- [Task] Write out the following records exactly, each one in full.

- [Information given]
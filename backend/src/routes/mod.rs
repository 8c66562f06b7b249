//! Route definitions for the Stock Ledger platform

use std::sync::Arc;

use axum::{
    middleware,
    routing::{delete, get, post},
    Router,
};

use crate::{handlers, middleware::auth_middleware, store::LedgerStore, AppState};

/// Create API routes. Everything except the health check requires a bearer
/// token signed with `jwt_secret`.
pub fn api_routes<S: LedgerStore>(jwt_secret: Arc<str>) -> Router<AppState<S>> {
    Router::new()
        // Health check (public)
        .route("/health", get(handlers::health_check::<S>))
        .merge(ledger_routes::<S>().route_layer(middleware::from_fn_with_state(
            jwt_secret,
            auth_middleware,
        )))
}

/// Ledger routes (protected)
fn ledger_routes<S: LedgerStore>() -> Router<AppState<S>> {
    Router::new()
        .route("/stock-ins", post(handlers::create_stock_in::<S>))
        .route("/stock-ins/:id", delete(handlers::delete_stock_in::<S>))
        .route("/productions", post(handlers::create_production::<S>))
        .route("/productions/:id", get(handlers::get_production::<S>))
        .route("/stock-outs", post(handlers::create_stock_out::<S>))
        .route("/stock-outs/:id", delete(handlers::delete_stock_out::<S>))
        .route(
            "/purchase-returns",
            post(handlers::create_purchase_return::<S>),
        )
        .route(
            "/purchase-returns/delete",
            post(handlers::delete_purchase_return::<S>),
        )
        .route(
            "/purchase-returns/:id",
            get(handlers::get_purchase_return::<S>),
        )
        .nest("/outlets/:outlet_id", outlet_routes::<S>())
}

/// Stock listings of one outlet
fn outlet_routes<S: LedgerStore>() -> Router<AppState<S>> {
    Router::new()
        .route("/raw-materials", get(handlers::list_raw_materials::<S>))
        .route("/finished-goods", get(handlers::list_finished_goods::<S>))
        .route("/stock-outs", get(handlers::list_stock_outs::<S>))
}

- [Result of the task]
filename backend/src/routes/mod.rs
repository 8c66562f06b7b249
//! Route definitions for the Stock Ledger platform

use std::sync::Arc;

use axum::{
    middleware,
    routing::{delete, get, post},
    Router,
};

use crate::{handlers, middleware::auth_middleware, store::LedgerStore, AppState};

/// Create API routes. Everything except the health check requires a bearer
/// token signed with `jwt_secret`.
pub fn api_routes<S: LedgerStore>(jwt_secret: Arc<str>) -> Router<AppState<S>> {
    Router::new()
        // Health check (public)
        .route("/health", get(handlers::health_check::<S>))
        .merge(ledger_routes::<S>().route_layer(middleware::from_fn_with_state(
            jwt_secret,
            auth_middleware,
        )))
}

/// Ledger routes (protected)
fn ledger_routes<S: LedgerStore>() -> Router<AppState<S>> {
    Router::new()
        .route("/stock-ins", post(handlers::create_stock_in::<S>))
        .route("/stock-ins/:id", delete(handlers::delete_stock_in::<S>))
        .route("/productions", post(handlers::create_production::<S>))
        .route("/productions/:id", get(handlers::get_production::<S>))
        .route("/stock-outs", post(handlers::create_stock_out::<S>))
        .route("/stock-outs/:id", delete(handlers::delete_stock_out::<S>))
        .route(
            "/purchase-returns",
            post(handlers::create_purchase_return::<S>),
        )
        .route(
            "/purchase-returns/delete",
            post(handlers::delete_purchase_return::<S>),
        )
        .route(
            "/purchase-returns/:id",
            get(handlers::get_purchase_return::<S>),
        )
        .nest("/outlets/:outlet_id", outlet_routes::<S>())
}

/// Stock listings of one outlet
fn outlet_routes<S: LedgerStore>() -> Router<AppState<S>> {
    Router::new()
        .route("/raw-materials", get(handlers::list_raw_materials::<S>))
        .route("/finished-goods", get(handlers::list_finished_goods::<S>))
        .route("/stock-outs", get(handlers::list_stock_outs::<S>))
}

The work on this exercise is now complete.